Recensione Narrativa: QUALCOSA D'ALTRO di Gianfranco De Turris.

Autore: Gianfranco De Turris.
Anno: 1986-2000.
Genere: Fantastico - Esoterismo - Weird.
Editore: Bietti, 2021.
Pagine: 262.
Prezzo: 16,00 euro.

A cura di Matteo Mancini

In queste nostre pagine, abbiamo già incontrato e presentato più volte Gianfranco De Turris, soprattutto in veste di curatore. Oggi lo proponiamo in un'ottica diversa rispetto a quella in cui siamo abituati a conoscerlo.

Saggista dotto e pungente, divulgatore di fantastico fin dagli anni settanta, coraggioso pioniere di interpretazioni oltraggiate dalla sinistra intellettuale (spesso ingenerosa col “nostro”), ma anche narratore o, meglio ancora, autore capace di andare al di là del semplice narrato per proporre storie perturbanti sospese tra il fantastico/orrorifico e la fantascienza, opere in grado di scardinare la quotidianità per proiettare il lettore in un qualcos'altro.

Ecco che Edizioni Bietti offre la succulenta e imperdibile opportunità di apprezzare la scrittura creativa del De Turris dell'ultimo ventennio del secolo scorso. Un'occasione che rivela, a pieno titolo, quanto si sia stata erronea e affrettata la scelta dei curatori del saggio Guida ai Narratori Italiani del Fantastico (2018) dell'Odoya (opera che si fregia del Premio Italia quale miglior saggio dell'anno di riferimento) nell'escluderlo dall'elenco degli ottanta autori imprescindibili. Un'esclusione in parte, a nostro modo di vedere, dovuta a ragioni politiche (cosa grave e antidemocratica), tuttavia mitigata da altre scellerate esclusioni (Carlo Hakim de Medici, Alessandro Manzetti, Ivo Torello per citarne alcuni).

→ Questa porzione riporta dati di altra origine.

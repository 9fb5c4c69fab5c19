//! `OpenAI`-compatible chat-completions executor.
//!
//! Works against any base URL speaking `/chat/completions`. Bodies pass
//! through unchanged; the credential is always sent as a bearer token.

use crate::{http_util::ProviderHttp, sse};
use async_trait::async_trait;
use keygate_auth::AuthManager;
use keygate_types::{
    Capability, ChunkStream, CredentialRef, DEFAULT_STREAM_BUFFER, Executor, GatewayError,
    ProtocolFormat, Request, Response, Result,
};
use std::sync::Arc;
use tokio_util::sync::CancellationToken;

pub const DEFAULT_BASE_URL: &str = "https://api.openai.com/v1";

pub const CAPABILITIES: &[Capability] = &[
    Capability::Streaming,
    Capability::Tools,
    Capability::OpenaiInput,
];

pub struct OpenAiExecutor {
    id: String,
    base_url: String,
    capabilities: Vec<Capability>,
    stream_buffer: usize,
    http: ProviderHttp,
    auth: Arc<AuthManager>,
}

impl OpenAiExecutor {
    pub fn new(id: impl Into<String>, http: ProviderHttp, auth: Arc<AuthManager>) -> Self {
        Self {
            id: id.into(),
            base_url: DEFAULT_BASE_URL.to_string(),
            capabilities: CAPABILITIES.to_vec(),
            stream_buffer: DEFAULT_STREAM_BUFFER,
            http,
            auth,
        }
    }

    #[must_use]
    pub fn with_base_url(mut self, base_url: impl Into<String>) -> Self {
        self.base_url = base_url.into().trim_end_matches('/').to_string();
        self
    }

    /// Anthropic input is never accepted, whatever is configured.
    #[must_use]
    pub fn with_capabilities(mut self, mut capabilities: Vec<Capability>) -> Self {
        capabilities.retain(|c| *c != Capability::AnthropicInput);
        self.capabilities = capabilities;
        self
    }

    #[must_use]
    pub fn with_stream_buffer(mut self, stream_buffer: usize) -> Self {
        self.stream_buffer = stream_buffer;
        self
    }

    async fn post(
        &self,
        ctx: &CancellationToken,
        credential: &CredentialRef,
        request: &Request,
    ) -> Result<reqwest::Response> {
        if request.source_format != ProtocolFormat::OpenAI {
            return Err(GatewayError::Validation(format!(
                "executor {} accepts only openai input, got {}",
                self.id, request.source_format
            )));
        }
        let token = self
            .auth
            .access_token(ctx, credential)
            .await
            .map_err(|e| e.context(format!("{}: credential", self.id)))?
            .token;
        let builder = self
            .http
            .client()
            .post(format!("{}/chat/completions", self.base_url))
            .bearer_auth(token)
            .json(&request.body());
        tracing::debug!(executor = %self.id, model = %request.model, stream = request.stream, "sending chat completion");
        self.http
            .send(ctx, builder, request.stream)
            .await
            .map_err(|e| e.context(format!("{}: chat completion", self.id)))
    }
}

#[async_trait]
impl Executor for OpenAiExecutor {
    fn id(&self) -> &str {
        &self.id
    }

    fn capabilities(&self) -> &[Capability] {
        &self.capabilities
    }

    async fn execute(
        &self,
        ctx: &CancellationToken,
        credential: &CredentialRef,
        request: &Request,
    ) -> Result<Response> {
        let mut request = request.clone();
        request.stream = false;
        let resp = self.post(ctx, credential, &request).await?;
        Ok(Response {
            payload: ProviderHttp::json(ctx, resp).await?,
            format: ProtocolFormat::OpenAI,
        })
    }

    async fn execute_stream(
        &self,
        ctx: &CancellationToken,
        credential: &CredentialRef,
        request: &Request,
    ) -> Result<ChunkStream> {
        let mut request = request.clone();
        request.stream = true;
        let resp = self.post(ctx, credential, &request).await?;
        Ok(sse::spawn(ctx.clone(), resp, sse::Passthrough, self.stream_buffer))
    }
}

impl std::fmt::Debug for OpenAiExecutor {
    fn fmt(&self, f: &mut std::fmt::Formatter<'_>) -> std::fmt::Result {
        f.debug_struct("OpenAiExecutor")
            .field("id", &self.id)
            .field("base_url", &self.base_url)
            .finish_non_exhaustive()
    }
}

#[cfg(test)]
mod tests {
    use super::*;
    use keygate_store::CredentialStore;
    use keygate_types::{Credential, ProviderId, StreamEnd};
    use serde_json::json;
    use wiremock::{
        Mock, MockServer, ResponseTemplate,
        matchers::{body_partial_json, header, method, path},
    };

    async fn executor(server: &MockServer) -> (OpenAiExecutor, CredentialRef) {
        let store = Arc::new(CredentialStore::in_memory());
        let credential = Credential::api_key(ProviderId::new("openai").unwrap(), "default", "sk-1");
        let reference = credential.reference();
        store.save(credential).await.unwrap();
        let ex = OpenAiExecutor::new(
            "openai",
            ProviderHttp::new(reqwest::Client::new()),
            Arc::new(AuthManager::new(store)),
        )
        .with_base_url(format!("{}/v1/", server.uri()));
        (ex, reference)
    }

    #[tokio::test]
    async fn test_passthrough_with_bearer() {
        let server = MockServer::start().await;
        Mock::given(method("POST"))
            .and(path("/v1/chat/completions"))
            .and(header("authorization", "Bearer sk-1"))
            .and(body_partial_json(json!({"model": "gpt-4o", "stream": false, "temperature": 0.1})))
            .respond_with(ResponseTemplate::new(200).set_body_json(json!({"object": "chat.completion"})))
            .expect(1)
            .mount(&server)
            .await;
        let (ex, cred) = executor(&server).await;
        let req = Request::openai(json!({"model": "gpt-4o", "temperature": 0.1, "messages": []})).unwrap();
        let resp = ex.execute(&CancellationToken::new(), &cred, &req).await.unwrap();
        assert_eq!(resp.payload["object"], "chat.completion");
    }

    #[tokio::test]
    async fn test_rejects_anthropic_input() {
        let server = MockServer::start().await;
        let (ex, cred) = executor(&server).await;
        let req = Request::anthropic(json!({"model": "gpt-4o", "messages": []})).unwrap();
        let err = ex.execute(&CancellationToken::new(), &cred, &req).await.unwrap_err();
        assert!(err.is_permanent());
        assert!(!ex.supports_all(&req.required_capabilities()));
    }

    #[tokio::test]
    async fn test_stream_passthrough() {
        let server = MockServer::start().await;
        Mock::given(method("POST"))
            .respond_with(
                ResponseTemplate::new(200)
                    .insert_header("content-type", "text/event-stream")
                    .set_body_string("data: {\"a\":1}\n\ndata: {\"a\":2}\n\ndata: [DONE]\n\n"),
            )
            .mount(&server)
            .await;
        let (ex, cred) = executor(&server).await;
        let req = Request::openai(json!({"model": "gpt-4o", "stream": true, "messages": []})).unwrap();
        let (chunks, end) = ex
            .execute_stream(&CancellationToken::new(), &cred, &req)
            .await
            .unwrap()
            .collect()
            .await;
        assert_eq!(chunks.len(), 2);
        assert_eq!(end, StreamEnd::Completed);
    }

    #[test]
    fn test_capabilities_never_include_anthropic() {
        let store = Arc::new(CredentialStore::in_memory());
        let ex = OpenAiExecutor::new("o", ProviderHttp::new(reqwest::Client::new()), Arc::new(AuthManager::new(store)))
            .with_capabilities(vec![Capability::AnthropicInput, Capability::OpenaiInput]);
        assert_eq!(ex.capabilities(), &[Capability::OpenaiInput]);
    }
}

Uscita nel 2021, Qualcosa d'Altro è la seconda antologia di racconti pubblicata dall'autore, preceduta dalla lontana nel tempo Il Silenzio dell'Universo (Solfanelli, 1988) più votata alla fantascienza e al racconto brevissimo (allora furono proposti trentadue racconti). Raccoglie diciannove racconti, molti dei quali già editi seppur dispersi in antologie collettive e riviste ormai introvabili; storie scritte tra il 1986 e il 2000, che De Turris presenta quale “l'antologia conclusiva della sua narrativa”.

È dunque un'antologia assai più matura rispetto alla precedente. Ne Il Silenzio dell'Universo è possibile valutare un De Turris ancora giovane, trattandosi di racconti scritti tra il 1961 e il 1969 quando l'autore aveva un'età compresa tra i diciassette e i venticinque anni ed era ancora lontano dallo studio completo dell'opera di Julius Evola.

L'autore, grande conoscitore del fantastico e della narrativa lovecraftiana, riscrive i caratteri del genere. Laddove nei paesi anglosassoni si opta per nebbia, acqua e scenari cupi, De Turris compie un processo di lavorazione agli antipodi, plasmando quello che potremmo definire un orrore mediterraneo. Il caldo, gli scenari estivi e il sole la fanno da padroni, salvo qualche rara eccezione. Così come gli scenari sono quasi tutti italici, abbracciando realtà urbane, marine e campestri. I protagonisti sono sempre dei “perdenti” se analizzati nell'ottica della società contemporanea. Emarginati, reietti, uomini che vivono di rimpianti o vagano disperati in ambienti impazziti in attesa di un riscatto che non potrà esserci. È la lunga ombra del kali yuga che discende nelle storie dello scrittore romano. “Siamo in un mondo che non crede più a nulla, senza più prospettive, che genera la sensazione di vivere una realtà fittizia e superficiale” spiega l'autore.

Materialismo, ignoranza spirituale e uccisione del genius loci sono i tratti comuni che toccano quasi tutti i racconti per altri aspetti assai diversi tra loro. L'idea delle maschere pirandelliane e della realtà relativa frantumata in tante porzioni, l'una parallela all'altra e tutte - al tempo stesso – concorrenti, sono altri minimi comuni denominatori dell'antologia. È un De Turris maturo quello che scrive, un autore che vuol portare a riflettere il lettore che non si accontenta di subire passivamente la lettura. La passione per l'esoterismo è palpabile, ma non diventa mai preponderante o eccessivamente iniziatica. Si respira forte l'idea della necessità di sviluppare l'anima attraverso processi alchemici finalizzati alla trasmutazione dell'uomo in quella creatura superiore in grado di ascendere e di liberarsi dalle maglie del capitalismo e delle falsità sociali.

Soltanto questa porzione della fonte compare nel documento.